Top-security prison in Jakarta, Indonesia

Cipinang Penitentiary Institution (Lembaga Pemasyarakatan Cipinang) is a top-security prison in Jakarta, Indonesia. It is exactly located in Cipinang Muara, Jatinegara, East Jakarta.

==History==
The prison was built by the Dutch colonial administration, during the Indonesian National Revival. It held Indonesian nationalist leaders such as Mohammed Hatta. Following Indonesian independence, the prison continued to be used by authorities. Communists and leftists arrested in the 1951 mass arrests in Indonesia were detained there, as was the novelist Pramoedya A. Toer in 1961 for criticizing the Sukarno administration's anti-Chinese policies.

Human rights groups such as Amnesty International and Human Rights Watch alleged that the Suharto administration used Cipinang and other prisons to silence opponents from the Sukarno administration and Irian Jaya.
In their annual report for 2005, AI also spoke of routine torture and ill-treatment. The organization said of Cipinang and other prisons:

According to a survey conducted by a local non-governmental organization, over 81 percent of prisoners arrested between January 2003 and April 2005 in Salemba detention centre, Cipinang prison, and Pondok Bambu prison, all in Jakarta, were tortured or ill-treated. About 64 percent were tortured or ill-treated during interrogation, 43 percent during arrest, and 25 percent during detention.

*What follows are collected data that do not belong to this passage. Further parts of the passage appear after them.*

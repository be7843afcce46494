//! Logging Config

use clap::Args;

/// Log output format.
#[derive(Clone, Copy, Debug, clap::ValueEnum)]
pub enum LogFormat {
    /// Compact, human-readable logs.
    Compact,

    /// Structured JSON logs.
    Json,
}

/// Logging settings.
#[derive(Debug, Args)]
pub struct LoggingConfig {
    /// Log level (trace, debug, info, warn, error)
    #[arg(short, long, global = true, env = "RUST_LOG", default_value = "warn")]
    pub log_level: String,

    /// Log format (compact, json)
    #[arg(
        long,
        global = true,
        env = "LOG_FORMAT",
        value_enum,
        default_value_t = LogFormat::Compact
    )]
    pub log_format: LogFormat,
}
//! Catalog Fixtures

use rust_decimal::Decimal;
use rusty_money::iso::{Currency, EUR, GBP, USD};
use serde::Deserialize;
use smallvec::SmallVec;

use crate::catalog::{CatalogError, Product, Variant};

/// Wrapper for products in YAML
#[derive(Debug, Deserialize)]
pub struct CatalogFixture {
    /// Products in display order
    pub products: Vec<ProductFixture>,
}

/// Product Fixture
#[derive(Debug, Deserialize)]
pub struct ProductFixture {
    /// Product id, used in URLs and line item ids
    pub id: String,

    /// Product name
    pub name: String,

    /// Product price (e.g., "249.99 USD")
    pub price: String,

    /// Catalog category
    pub category: String,

    /// Long description
    #[serde(default)]
    pub description: String,

    /// Feature bullet points
    #[serde(default)]
    pub features: Vec<String>,

    /// Gallery image URLs; the first is the primary image
    #[serde(default)]
    pub images: Vec<String>,

    /// Selectable variants
    #[serde(default)]
    pub variants: Vec<VariantFixture>,

    /// Average review rating
    #[serde(default)]
    pub rating: f32,

    /// Number of reviews
    #[serde(default)]
    pub review_count: u32,

    /// Whether the product can be bought
    #[serde(default = "in_stock_default")]
    pub in_stock: bool,
}

/// Variant Fixture
#[derive(Debug, Deserialize)]
pub struct VariantFixture {
    /// Variant id
    pub id: String,

    /// Display name
    pub name: String,

    /// Swatch style
    #[serde(default)]
    pub color: String,

    /// Swatch style when selected
    #[serde(default)]
    pub selected_color: String,
}

fn in_stock_default() -> bool {
    true
}

impl ProductFixture {
    /// Convert into a product, returning the currency its price is quoted in
    ///
    /// # Errors
    ///
    /// Returns an error if the price string cannot be parsed.
    pub fn try_into_product(self) -> Result<(Product, &'static Currency), CatalogError> {
        let (price, currency) = parse_price(&self.price)?;

        let variants: SmallVec<[Variant; 4]> = self
            .variants
            .into_iter()
            .map(|variant| Variant {
                id: variant.id,
                name: variant.name,
                color: variant.color,
                selected_color: variant.selected_color,
            })
            .collect();

        let product = Product {
            id: self.id,
            name: self.name,
            price,
            category: self.category,
            description: self.description,
            features: self.features,
            images: self.images,
            variants,
            rating: self.rating,
            review_count: self.review_count,
            in_stock: self.in_stock,
        };

        Ok((product, currency))
    }
}

/// Parse price string (e.g., "249.99 USD") into a decimal amount and currency
///
/// # Errors
///
/// Returns an error if the string is not in the format "AMOUNT CURRENCY",
/// if the amount is not a non-negative decimal, or if the currency code
/// is not recognized.
pub fn parse_price(s: &str) -> Result<(Decimal, &'static Currency), CatalogError> {
    let mut parts = s.split_whitespace();

    let (Some(amount), Some(currency_code), None) = (parts.next(), parts.next(), parts.next())
    else {
        return Err(CatalogError::InvalidPrice(format!(
            "Expected format 'AMOUNT CURRENCY', got: {s}"
        )));
    };

    let amount = amount
        .parse::<Decimal>()
        .map_err(|_err| CatalogError::InvalidPrice(s.to_string()))?;

    if amount.is_sign_negative() {
        return Err(CatalogError::InvalidPrice(s.to_string()));
    }

    let currency = match currency_code {
        "GBP" => GBP,
        "USD" => USD,
        "EUR" => EUR,
        other => return Err(CatalogError::UnknownCurrency(other.to_string())),
    };

    Ok((amount, currency))
}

During the Indonesian occupation of East Timor, East Timorese independence activists, such as Xanana Gusmão (later President of East Timor), were housed in the jail. Others imprisoned at Cipinang for political activity include political dissidents Asep Suryaman, Sri Bintang Pamungkas, and labor leader Muchtar Pakpahan. After Suharto's resignation in 1998, new President Jusuf Habibie released Pamungkas, Pakpahan, and Gusmão.

Abu Bakar Bashir, the spiritual leader of Islamist terrorist group, Jemaah Islamiyah, was imprisoned in Cipinang. He was released after serving 26 months for conspiracy relating to the 2002 Bali bombing.

==Today==
The jail holds 4,000 prisoners in a facility designed to hold 1,500. Well-connected prisoners are often able to obtain superior accommodation. The former governor of Jakarta, Ahok, was imprisoned here, but was released in January 2019 after receiving a two-month remission.